**Work order:**
Give the count of lines in the records below that contain "claimed", with no other words.

**Records:**
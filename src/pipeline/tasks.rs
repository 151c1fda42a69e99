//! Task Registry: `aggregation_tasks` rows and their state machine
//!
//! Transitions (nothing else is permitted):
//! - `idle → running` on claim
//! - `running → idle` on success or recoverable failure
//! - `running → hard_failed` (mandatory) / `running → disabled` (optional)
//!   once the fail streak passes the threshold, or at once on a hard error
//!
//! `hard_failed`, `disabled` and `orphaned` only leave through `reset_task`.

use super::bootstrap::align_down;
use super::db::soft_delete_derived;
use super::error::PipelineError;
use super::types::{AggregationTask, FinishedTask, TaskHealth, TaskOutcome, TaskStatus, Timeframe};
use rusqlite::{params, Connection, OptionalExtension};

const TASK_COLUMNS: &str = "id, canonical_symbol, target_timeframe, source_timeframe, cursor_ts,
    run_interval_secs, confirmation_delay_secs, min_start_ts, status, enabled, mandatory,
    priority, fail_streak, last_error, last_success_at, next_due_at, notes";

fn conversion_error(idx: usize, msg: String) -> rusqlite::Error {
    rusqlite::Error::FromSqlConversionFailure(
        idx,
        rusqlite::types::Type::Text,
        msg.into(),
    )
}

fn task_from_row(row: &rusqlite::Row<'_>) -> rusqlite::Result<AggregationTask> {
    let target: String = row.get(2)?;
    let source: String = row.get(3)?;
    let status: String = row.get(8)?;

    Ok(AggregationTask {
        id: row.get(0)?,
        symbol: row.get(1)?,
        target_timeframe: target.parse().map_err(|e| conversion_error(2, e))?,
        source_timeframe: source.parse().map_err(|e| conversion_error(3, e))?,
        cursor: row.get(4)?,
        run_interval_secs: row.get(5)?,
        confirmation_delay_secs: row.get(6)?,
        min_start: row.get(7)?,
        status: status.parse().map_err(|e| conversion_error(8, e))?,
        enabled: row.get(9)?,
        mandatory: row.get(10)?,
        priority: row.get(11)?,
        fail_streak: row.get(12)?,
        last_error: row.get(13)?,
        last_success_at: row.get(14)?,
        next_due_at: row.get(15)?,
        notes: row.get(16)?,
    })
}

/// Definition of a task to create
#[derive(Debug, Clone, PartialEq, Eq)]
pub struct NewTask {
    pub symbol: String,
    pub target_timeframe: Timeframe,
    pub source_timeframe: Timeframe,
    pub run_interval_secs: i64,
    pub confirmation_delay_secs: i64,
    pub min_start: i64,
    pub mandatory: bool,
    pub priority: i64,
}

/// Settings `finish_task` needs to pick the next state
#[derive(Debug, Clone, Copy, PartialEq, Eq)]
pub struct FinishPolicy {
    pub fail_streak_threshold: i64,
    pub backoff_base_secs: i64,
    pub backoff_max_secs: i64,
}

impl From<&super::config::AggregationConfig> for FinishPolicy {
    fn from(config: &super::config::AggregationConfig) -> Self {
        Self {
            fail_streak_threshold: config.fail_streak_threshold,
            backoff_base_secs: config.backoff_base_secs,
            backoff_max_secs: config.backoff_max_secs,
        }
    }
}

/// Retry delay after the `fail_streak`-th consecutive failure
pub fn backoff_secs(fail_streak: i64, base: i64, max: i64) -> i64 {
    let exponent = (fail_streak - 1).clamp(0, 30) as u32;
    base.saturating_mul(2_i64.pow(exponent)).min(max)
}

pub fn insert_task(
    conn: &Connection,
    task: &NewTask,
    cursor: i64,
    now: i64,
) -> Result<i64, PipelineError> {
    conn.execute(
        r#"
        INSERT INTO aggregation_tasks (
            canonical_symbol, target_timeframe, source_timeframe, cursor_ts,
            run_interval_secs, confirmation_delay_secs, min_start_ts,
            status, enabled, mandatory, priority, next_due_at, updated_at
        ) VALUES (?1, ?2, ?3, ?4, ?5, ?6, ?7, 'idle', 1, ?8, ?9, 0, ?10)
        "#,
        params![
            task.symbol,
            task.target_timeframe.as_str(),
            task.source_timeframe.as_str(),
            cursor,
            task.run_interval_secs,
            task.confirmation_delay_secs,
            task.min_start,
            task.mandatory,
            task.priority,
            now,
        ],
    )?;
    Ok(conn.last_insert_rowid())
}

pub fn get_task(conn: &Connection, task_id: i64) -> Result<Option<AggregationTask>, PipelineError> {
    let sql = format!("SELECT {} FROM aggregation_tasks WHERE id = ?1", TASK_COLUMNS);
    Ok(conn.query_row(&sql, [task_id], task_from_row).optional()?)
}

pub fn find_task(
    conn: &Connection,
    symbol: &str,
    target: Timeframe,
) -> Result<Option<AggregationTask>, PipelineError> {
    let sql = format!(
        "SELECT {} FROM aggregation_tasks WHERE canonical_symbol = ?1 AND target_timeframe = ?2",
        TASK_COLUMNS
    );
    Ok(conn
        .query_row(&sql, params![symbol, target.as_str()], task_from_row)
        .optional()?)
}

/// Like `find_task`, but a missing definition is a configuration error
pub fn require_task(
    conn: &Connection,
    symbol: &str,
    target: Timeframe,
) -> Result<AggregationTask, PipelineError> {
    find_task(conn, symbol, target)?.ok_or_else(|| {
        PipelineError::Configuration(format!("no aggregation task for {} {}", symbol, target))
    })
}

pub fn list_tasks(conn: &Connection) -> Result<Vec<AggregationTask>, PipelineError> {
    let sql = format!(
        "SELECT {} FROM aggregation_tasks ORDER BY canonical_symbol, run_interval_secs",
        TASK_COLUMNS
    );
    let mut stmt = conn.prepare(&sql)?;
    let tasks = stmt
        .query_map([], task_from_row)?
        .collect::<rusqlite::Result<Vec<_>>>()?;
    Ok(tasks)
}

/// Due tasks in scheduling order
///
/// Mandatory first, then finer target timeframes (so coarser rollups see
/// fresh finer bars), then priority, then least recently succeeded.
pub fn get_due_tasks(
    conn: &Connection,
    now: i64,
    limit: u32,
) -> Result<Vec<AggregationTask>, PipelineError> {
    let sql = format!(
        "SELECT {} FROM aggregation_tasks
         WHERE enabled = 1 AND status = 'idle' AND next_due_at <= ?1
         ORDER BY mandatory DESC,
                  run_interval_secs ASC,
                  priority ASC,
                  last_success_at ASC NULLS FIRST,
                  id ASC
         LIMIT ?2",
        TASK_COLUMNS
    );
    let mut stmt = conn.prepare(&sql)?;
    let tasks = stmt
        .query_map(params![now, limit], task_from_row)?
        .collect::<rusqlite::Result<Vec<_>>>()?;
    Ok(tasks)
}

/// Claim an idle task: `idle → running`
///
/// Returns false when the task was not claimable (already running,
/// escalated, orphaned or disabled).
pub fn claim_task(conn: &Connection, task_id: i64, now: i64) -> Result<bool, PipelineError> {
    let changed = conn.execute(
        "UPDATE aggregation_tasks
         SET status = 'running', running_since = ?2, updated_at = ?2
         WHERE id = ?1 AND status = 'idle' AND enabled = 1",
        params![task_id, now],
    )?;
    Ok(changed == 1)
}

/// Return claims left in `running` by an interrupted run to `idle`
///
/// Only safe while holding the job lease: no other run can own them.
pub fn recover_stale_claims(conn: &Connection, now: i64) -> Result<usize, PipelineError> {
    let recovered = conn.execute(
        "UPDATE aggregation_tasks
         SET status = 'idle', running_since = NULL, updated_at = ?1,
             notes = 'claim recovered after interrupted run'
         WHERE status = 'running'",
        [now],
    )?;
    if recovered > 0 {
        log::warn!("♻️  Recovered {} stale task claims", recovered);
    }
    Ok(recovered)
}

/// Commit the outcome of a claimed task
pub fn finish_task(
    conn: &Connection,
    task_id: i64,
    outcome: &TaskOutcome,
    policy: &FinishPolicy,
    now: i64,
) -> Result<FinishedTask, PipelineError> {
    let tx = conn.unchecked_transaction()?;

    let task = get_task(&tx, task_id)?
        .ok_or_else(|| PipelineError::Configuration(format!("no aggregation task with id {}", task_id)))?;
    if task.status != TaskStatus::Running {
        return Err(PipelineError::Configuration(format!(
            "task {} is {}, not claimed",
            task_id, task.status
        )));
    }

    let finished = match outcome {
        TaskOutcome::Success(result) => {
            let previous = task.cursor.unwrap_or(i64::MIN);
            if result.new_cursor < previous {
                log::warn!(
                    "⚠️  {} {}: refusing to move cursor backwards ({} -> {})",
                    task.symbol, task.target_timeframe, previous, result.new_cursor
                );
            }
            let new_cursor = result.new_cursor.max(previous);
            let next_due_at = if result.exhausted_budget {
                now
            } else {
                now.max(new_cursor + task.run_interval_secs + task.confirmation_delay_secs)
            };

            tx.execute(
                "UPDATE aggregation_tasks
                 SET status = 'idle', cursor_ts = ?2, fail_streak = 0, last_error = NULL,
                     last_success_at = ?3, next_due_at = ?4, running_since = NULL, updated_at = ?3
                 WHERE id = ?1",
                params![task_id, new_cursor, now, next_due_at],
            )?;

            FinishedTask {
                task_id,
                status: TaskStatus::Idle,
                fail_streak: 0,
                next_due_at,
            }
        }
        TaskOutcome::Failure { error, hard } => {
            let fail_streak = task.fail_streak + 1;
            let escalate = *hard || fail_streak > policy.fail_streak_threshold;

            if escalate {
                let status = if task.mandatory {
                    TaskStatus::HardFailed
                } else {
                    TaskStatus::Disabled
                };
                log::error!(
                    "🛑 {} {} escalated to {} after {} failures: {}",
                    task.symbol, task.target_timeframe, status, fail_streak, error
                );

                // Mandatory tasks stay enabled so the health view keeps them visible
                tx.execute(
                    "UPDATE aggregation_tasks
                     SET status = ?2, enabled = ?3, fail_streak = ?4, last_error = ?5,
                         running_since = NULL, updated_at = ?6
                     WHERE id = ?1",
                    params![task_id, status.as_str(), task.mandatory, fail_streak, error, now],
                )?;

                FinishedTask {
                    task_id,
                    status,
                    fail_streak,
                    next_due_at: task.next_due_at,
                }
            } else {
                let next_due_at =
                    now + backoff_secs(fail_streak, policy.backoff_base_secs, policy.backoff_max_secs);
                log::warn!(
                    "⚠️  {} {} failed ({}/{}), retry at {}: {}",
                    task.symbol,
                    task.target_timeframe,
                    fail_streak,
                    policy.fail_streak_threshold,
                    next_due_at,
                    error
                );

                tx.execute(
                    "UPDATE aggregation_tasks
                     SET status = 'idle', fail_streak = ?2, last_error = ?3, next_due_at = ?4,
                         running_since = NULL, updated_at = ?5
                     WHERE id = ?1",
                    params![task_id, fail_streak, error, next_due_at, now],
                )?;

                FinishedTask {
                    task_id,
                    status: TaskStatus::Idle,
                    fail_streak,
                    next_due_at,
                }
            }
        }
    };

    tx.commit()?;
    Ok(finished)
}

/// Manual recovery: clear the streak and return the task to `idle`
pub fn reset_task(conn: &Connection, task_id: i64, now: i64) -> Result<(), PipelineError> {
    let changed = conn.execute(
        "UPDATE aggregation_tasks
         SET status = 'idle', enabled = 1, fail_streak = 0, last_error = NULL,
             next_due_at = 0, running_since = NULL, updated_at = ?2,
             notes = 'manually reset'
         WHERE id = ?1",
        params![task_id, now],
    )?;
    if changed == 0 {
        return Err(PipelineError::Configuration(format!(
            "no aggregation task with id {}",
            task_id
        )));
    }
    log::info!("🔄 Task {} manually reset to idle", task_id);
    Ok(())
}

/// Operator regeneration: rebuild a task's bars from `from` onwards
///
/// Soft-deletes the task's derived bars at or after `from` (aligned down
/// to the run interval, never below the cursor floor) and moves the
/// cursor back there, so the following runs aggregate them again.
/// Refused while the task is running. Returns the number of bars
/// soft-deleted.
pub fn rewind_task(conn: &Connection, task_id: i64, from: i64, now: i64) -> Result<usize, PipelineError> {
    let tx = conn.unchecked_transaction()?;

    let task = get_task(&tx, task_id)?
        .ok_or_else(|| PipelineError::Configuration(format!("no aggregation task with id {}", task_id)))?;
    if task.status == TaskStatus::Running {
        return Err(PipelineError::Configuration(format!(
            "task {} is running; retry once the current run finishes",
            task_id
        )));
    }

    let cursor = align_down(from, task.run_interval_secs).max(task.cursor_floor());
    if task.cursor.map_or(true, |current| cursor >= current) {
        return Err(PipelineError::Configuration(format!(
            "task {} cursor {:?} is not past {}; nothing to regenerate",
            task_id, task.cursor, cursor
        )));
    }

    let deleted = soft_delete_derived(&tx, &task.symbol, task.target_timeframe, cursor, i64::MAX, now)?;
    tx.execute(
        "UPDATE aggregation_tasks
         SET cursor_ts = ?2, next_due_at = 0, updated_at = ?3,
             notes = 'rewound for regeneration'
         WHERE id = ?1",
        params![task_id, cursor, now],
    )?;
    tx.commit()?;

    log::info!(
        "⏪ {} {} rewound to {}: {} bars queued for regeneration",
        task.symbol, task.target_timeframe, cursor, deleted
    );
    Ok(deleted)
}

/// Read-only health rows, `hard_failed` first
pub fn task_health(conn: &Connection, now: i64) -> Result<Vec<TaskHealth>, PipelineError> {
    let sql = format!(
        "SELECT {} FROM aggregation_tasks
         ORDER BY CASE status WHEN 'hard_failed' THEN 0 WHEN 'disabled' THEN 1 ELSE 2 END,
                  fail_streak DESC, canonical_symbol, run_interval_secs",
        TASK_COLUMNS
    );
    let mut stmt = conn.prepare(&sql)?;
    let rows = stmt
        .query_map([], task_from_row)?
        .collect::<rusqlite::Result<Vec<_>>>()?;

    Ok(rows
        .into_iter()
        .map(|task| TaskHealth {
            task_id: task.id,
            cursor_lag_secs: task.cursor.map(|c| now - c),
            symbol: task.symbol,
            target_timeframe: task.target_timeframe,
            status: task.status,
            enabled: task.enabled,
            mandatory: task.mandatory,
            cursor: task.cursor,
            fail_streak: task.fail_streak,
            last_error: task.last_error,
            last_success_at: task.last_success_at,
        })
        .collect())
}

**Response to this task:**
2